Reconhecendo que a segurança da posse estimula o exercício do direito à moradia adequada e é importante para o exercício de muitos outros direitos econômicos, sociais, culturais, civis e políticos, e que todas as pessoas deveriam ter um grau de segurança de posse que garanta proteção legal contra remoções forçadas, assédio e outras ameaças,

Reconhecendo também a necessidade de promover, proteger e fortalecer uma variedade de formas de posse, como parte da promoção dos direitos humanos, em particular no processo de desenvolvimento urbano, incluindo melhorias de moradias e favelas, planejamento urbano e políticas de gestão e administração de terras, para garantir a integração social com plena participação de todos os agentes relevantes,

1. Acolhe o trabalho da Relatora Especial sobre moradia adequada como um componente do direito a um padrão de vida adequado, e sobre o direito a não discriminação neste contexto, inclusive a realização de missões em países;

2. Reconhece com satisfação em particular o relatório sobre segurança da posse para os pobres urbanos e as diretrizes sobre segurança da posse para os pobres urbanos, como apresentadas no relatório, e encoraja os Estados a levar em conta essas diretrizes ao planejar e implementar medidas que melhorem a segurança da posse para os pobres urbanos;

OP2bis.
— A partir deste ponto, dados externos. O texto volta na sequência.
//! External collaborators
//!
//! The protocol engine never talks to the network directly. Discovery, the
//! reencryption nodes and the policy ledger are injected behind these traits;
//! [`crate::porter`] implements them over HTTP and [`crate::local`] in
//! process.
//!
//! ```text
//!              ┌──────────────────┐
//!   Cohort ───▶│  NodeDirectory   │  get_nodes / treasure maps
//!              └──────────────────┘
//!              ┌──────────────────┐
//!   Policy ───▶│   PolicyLedger   │  publish(metadata) → receipt
//!              └──────────────────┘
//!              ┌──────────────────┐
//! Dispatcher ─▶│ReencryptionClient│  work order → fragment | denial
//!              └──────────────────┘
//! ```

use std::collections::BTreeSet;

use async_trait::async_trait;
use cbd_pre::Signature;
use serde::{Deserialize, Serialize};
use thiserror::Error;

use crate::node::{NodeAddress, NodeInfo};
use crate::policy::hrac::Hrac;
use crate::policy::treasure_map::PublishedTreasureMap;
use crate::retrieval::work_order::{NodeReply, ReencryptionRequest};

/// Transport-level failures; explicit node denials are a [`NodeReply`]
#[derive(Debug, Error, Clone, PartialEq, Eq)]
pub enum BoundaryError {
    #[error("unreachable: {0}")]
    Unreachable(String),

    #[error("request timed out")]
    Timeout,

    #[error("rejected: {0}")]
    Rejected(String),

    #[error("malformed response: {0}")]
    Malformed(String),

    #[error("not found: {0}")]
    NotFound(String),
}

/// Node sampling request
#[derive(Debug, Clone, Default, PartialEq, Eq)]
pub struct NodeQuery {
    pub quantity: usize,
    /// Nodes that must be part of the answer
    pub include: BTreeSet<NodeAddress>,
    /// Nodes that must not be part of the answer
    pub exclude: BTreeSet<NodeAddress>,
}

impl NodeQuery {
    pub fn sample(quantity: usize) -> Self {
        Self {
            quantity,
            ..Default::default()
        }
    }

    /// Look up exactly these nodes
    pub fn exactly<'a>(addresses: impl IntoIterator<Item = &'a NodeAddress>) -> Self {
        let include: BTreeSet<_> = addresses.into_iter().cloned().collect();
        Self {
            quantity: include.len(),
            include,
            exclude: BTreeSet::new(),
        }
    }
}

#[async_trait]
pub trait NodeDirectory: Send + Sync {
    async fn get_nodes(&self, query: &NodeQuery) -> Result<Vec<NodeInfo>, BoundaryError>;

    async fn store_treasure_map(&self, map: &PublishedTreasureMap) -> Result<(), BoundaryError>;

    async fn get_treasure_map(&self, hrac: &Hrac) -> Result<PublishedTreasureMap, BoundaryError>;
}

#[async_trait]
pub trait ReencryptionClient: Send + Sync {
    /// Deliver one work order. `Ok` covers both fragments and denials.
    async fn reencrypt(
        &self,
        node: &NodeInfo,
        request: &ReencryptionRequest,
    ) -> Result<NodeReply, BoundaryError>;
}

/// What the ledger records about a policy
#[derive(Debug, Clone, PartialEq, Serialize, Deserialize)]
pub struct PolicyMetadata {
    pub hrac: Hrac,
    pub public_signature: Signature,
    /// Encoded encrypted treasure map
    pub payload: Vec<u8>,
    pub destinations: Vec<NodeAddress>,
    pub threshold: usize,
}

#[derive(Debug, Clone, PartialEq, Eq, Hash, Serialize, Deserialize)]
pub struct TransactionReceipt {
    pub tx_hash: String,
}

#[async_trait]
pub trait PolicyLedger: Send + Sync {
    async fn publish(&self, metadata: &PolicyMetadata) -> Result<TransactionReceipt, BoundaryError>;
}
use bytes::Bytes;
use std::sync::Arc;
use std::time::Duration;
use tokio::time::{sleep, Instant};
use tracing::{debug, info, info_span, warn, Instrument};
use uuid::Uuid;

use super::interface::{ApiKey, DocumentHandle, DocumentTranslator, JobState, JobStatus, SourceDocument};
use crate::config::DeepLConfig;
use crate::error::AppError;
use crate::utils::filename::{content_type_for, split_extension, translated_filename};

/// Payload returned instead of a translation when running dry.
pub const DRY_RUN_CONTENT: &[u8] = b"Test document content";

/// How often, and for how long, a job's status is polled.
#[derive(Debug, Clone, PartialEq)]
pub struct PollPolicy {
    /// Delay before the first status check.
    pub interval: Duration,
    /// Growth of the delay after every non-terminal status. `1.0` is a fixed interval.
    pub backoff_factor: f64,
    pub max_interval: Duration,
    /// Total polling budget. `None` polls until the provider reports a terminal status.
    pub max_wait: Option<Duration>,
}

impl PollPolicy {
    pub fn fixed(interval: Duration) -> Self {
        Self {
            interval,
            backoff_factor: 1.0,
            max_interval: interval,
            max_wait: None,
        }
    }

    pub fn with_max_wait(mut self, max_wait: Duration) -> Self {
        self.max_wait = Some(max_wait);
        self
    }

    /// Saturates at `max_interval` instead of overflowing.
    pub fn next_delay(&self, current: Duration) -> Duration {
        Duration::try_from_secs_f64(current.as_secs_f64() * self.backoff_factor)
            .unwrap_or(self.max_interval)
            .min(self.max_interval)
            .max(self.interval)
    }
}

impl Default for PollPolicy {
    fn default() -> Self {
        DeepLConfig::default().poll_policy()
    }
}

/// A remote job between upload and download.
#[derive(Debug, Clone)]
pub struct UploadJob {
    pub handle: DocumentHandle,
    pub target_lang: String,
    pub status: JobStatus,
}

impl UploadJob {
    pub fn new(handle: DocumentHandle, target_lang: impl Into<String>) -> Self {
        Self {
            handle,
            target_lang: target_lang.into(),
            status: JobStatus::Queued,
        }
    }

    /// Record a status reply.
    pub fn apply(&mut self, state: &JobState) -> Result<(), AppError> {
        if !self.status.can_transition_to(state.status) {
            return Err(AppError::UnexpectedResponse(format!(
                "job {} reported {} after {}",
                self.handle.document_id, state.status, self.status
            )));
        }
        self.status = state.status;
        Ok(())
    }
}

/// A finished translation, ready to hand back to the caller.
#[derive(Debug, Clone)]
pub struct TranslatedDocument {
    pub filename: String,
    pub content_type: &'static str,
    pub data: Bytes,
}

impl TranslatedDocument {
    pub fn content_disposition(&self) -> String {
        format!("attachment; filename=\"{}\"", self.filename)
    }
}

/// Drives upload, poll and download for one document.
pub struct TranslationOrchestrator {
    translator: Arc<dyn DocumentTranslator>,
    target_lang: String,
    poll_policy: PollPolicy,
    dry_run: bool,
}

impl TranslationOrchestrator {
    pub fn new(translator: Arc<dyn DocumentTranslator>, target_lang: impl Into<String>) -> Self {
        Self {
            translator,
            target_lang: target_lang.into(),
            poll_policy: PollPolicy::default(),
            dry_run: false,
        }
    }

    pub fn from_config(translator: Arc<dyn DocumentTranslator>, config: &DeepLConfig) -> Self {
        Self::new(translator, config.target_lang.clone())
            .with_poll_policy(config.poll_policy())
            .with_dry_run(config.dry_run)
    }

    pub fn with_poll_policy(mut self, poll_policy: PollPolicy) -> Self {
        self.poll_policy = poll_policy;
        self
    }

    pub fn with_dry_run(mut self, dry_run: bool) -> Self {
        self.dry_run = dry_run;
        self
    }

    /// Translate `file` with `api_key`.
    ///
    /// Fails with [`AppError::MissingInput`] before touching the network if
    /// either is absent.
    pub async fn translate(
        &self,
        file: Option<SourceDocument>,
        api_key: Option<ApiKey>,
    ) -> Result<TranslatedDocument, AppError> {
        let (document, api_key) = match (file, api_key) {
            (Some(document), Some(api_key)) => (document, api_key),
            _ => return Err(AppError::MissingInput),
        };

        let span = info_span!("translate", job_id = %Uuid::new_v4(), tier = ?api_key.tier());
        self.run(document, api_key).instrument(span).await
    }

    async fn run(
        &self,
        document: SourceDocument,
        api_key: ApiKey,
    ) -> Result<TranslatedDocument, AppError> {
        let (_, extension) = split_extension(&document.filename);
        let content_type = content_type_for(extension);
        let filename = translated_filename(&document.filename);

        info!(
            filename = %filename,
            bytes = document.data.len(),
            target_lang = %self.target_lang,
            "Starting document translation"
        );

        if self.dry_run {
            info!("Dry run, skipping DeepL");
            return Ok(TranslatedDocument {
                filename,
                content_type,
                data: Bytes::from_static(DRY_RUN_CONTENT),
            });
        }

        let handle = self
            .translator
            .submit(&api_key, &document, &self.target_lang)
            .await?;
        let mut job = UploadJob::new(handle, self.target_lang.clone());

        self.wait_for_completion(&api_key, &mut job).await?;

        let data = self.translator.fetch(&api_key, &job.handle).await?;
        info!(bytes = data.len(), "Translated document downloaded");

        Ok(TranslatedDocument {
            filename,
            content_type,
            data,
        })
    }

    async fn wait_for_completion(&self, api_key: &ApiKey, job: &mut UploadJob) -> Result<(), AppError> {
        let started = Instant::now();
        let mut delay = self.poll_policy.interval;
        let mut attempts: u32 = 0;

        loop {
            sleep(delay).await;
            attempts += 1;

            let state = self.translator.query(api_key, &job.handle).await?;
            debug!(
                attempt = attempts,
                status = %state.status,
                seconds_remaining = ?state.seconds_remaining,
                "Status check"
            );
            job.apply(&state)?;

            match state.status {
                JobStatus::Done => {
                    info!(
                        attempts,
                        billed_characters = ?state.billed_characters,
                        "Translation finished"
                    );
                    return Ok(());
                }
                JobStatus::Error => {
                    let message = state.message.unwrap_or_else(|| "unknown".to_string());
                    return Err(AppError::RemoteJobError(message));
                }
                JobStatus::Queued | JobStatus::Translating => {}
            }

            if let Some(max_wait) = self.poll_policy.max_wait {
                let waited = started.elapsed();
                if waited >= max_wait {
                    warn!(attempts, waited_secs = waited.as_secs(), "Giving up on translation job");
                    return Err(AppError::Timeout { waited });
                }
            }

            delay = self.poll_policy.next_delay(delay);
        }
    }
}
Reafirma que os Estados têm a responsabilidade primária de garantir a plena realização de todos os direitos humanos e esforçar-se para tomar medidas, individualmente e através da assistência e cooperação internacional, especialmente econômica e técnica, até o máximo de seus recursos disponíveis, com vista a alcançar progressivamente a plena realização do direito à moradia
como um componente do direito a um padrão de vida adequado, por todos os meios apropriados, incluindo, em particular, a adoção de medidas legislativas;

3. Convoca os Estados a darem a devida consideração ao direito humano à moradia adequada como um componente do direito a um padrão de vida adequado e a questões relacionadas ao acesso universal à moradia sustentável e decente na elaboração da agenda de desenvolvimento pós-2015;

4. Decide estender, por um período de três anos, o mandato de Relator Especial para a Moradia Adequada como um componente do direito a um padrão de vida adequado e para o direito a não discriminação neste contexto, como estabelecido na resolução 15/8 do Conselho de Direitos Humanos, de 30 de setembro;

5. Nota o trabalho sobre os princípios básicos e diretrizes para deslocamentos e remoções baseadas em projetos de desenvolvimento e a necessidade de continuar a trabalhar sobre o assunto, inclusive por meio de consultas aos Estados e a outras partes;

6. Solicita ao Secretário-Geral e ao Alto Comissariado das Nações Unidas para os Direitos Humanos que ofereçam toda assistência necessária ao/à Relator/a Especial para o desempenho efetivo de seu mandato;

7. Nota e agradece a cooperação oferecida até agora à Relatora Especial por diferentes atores, e solicita ao Estados:

a. Que continuem a cooperar com o/a Relator/a Especial no desempenho de seu mandato e a responder favoravelmente a seus pedidos de informações e visitas;

b. Que estabeleçam um diálogo construtivo com o/a Relator/a Especial com respeito ao acompanhamento e à implementação de suas recomendações;

8. Decide prosseguir em suas considerações sobre este assunto sob o mesmo item da agenda.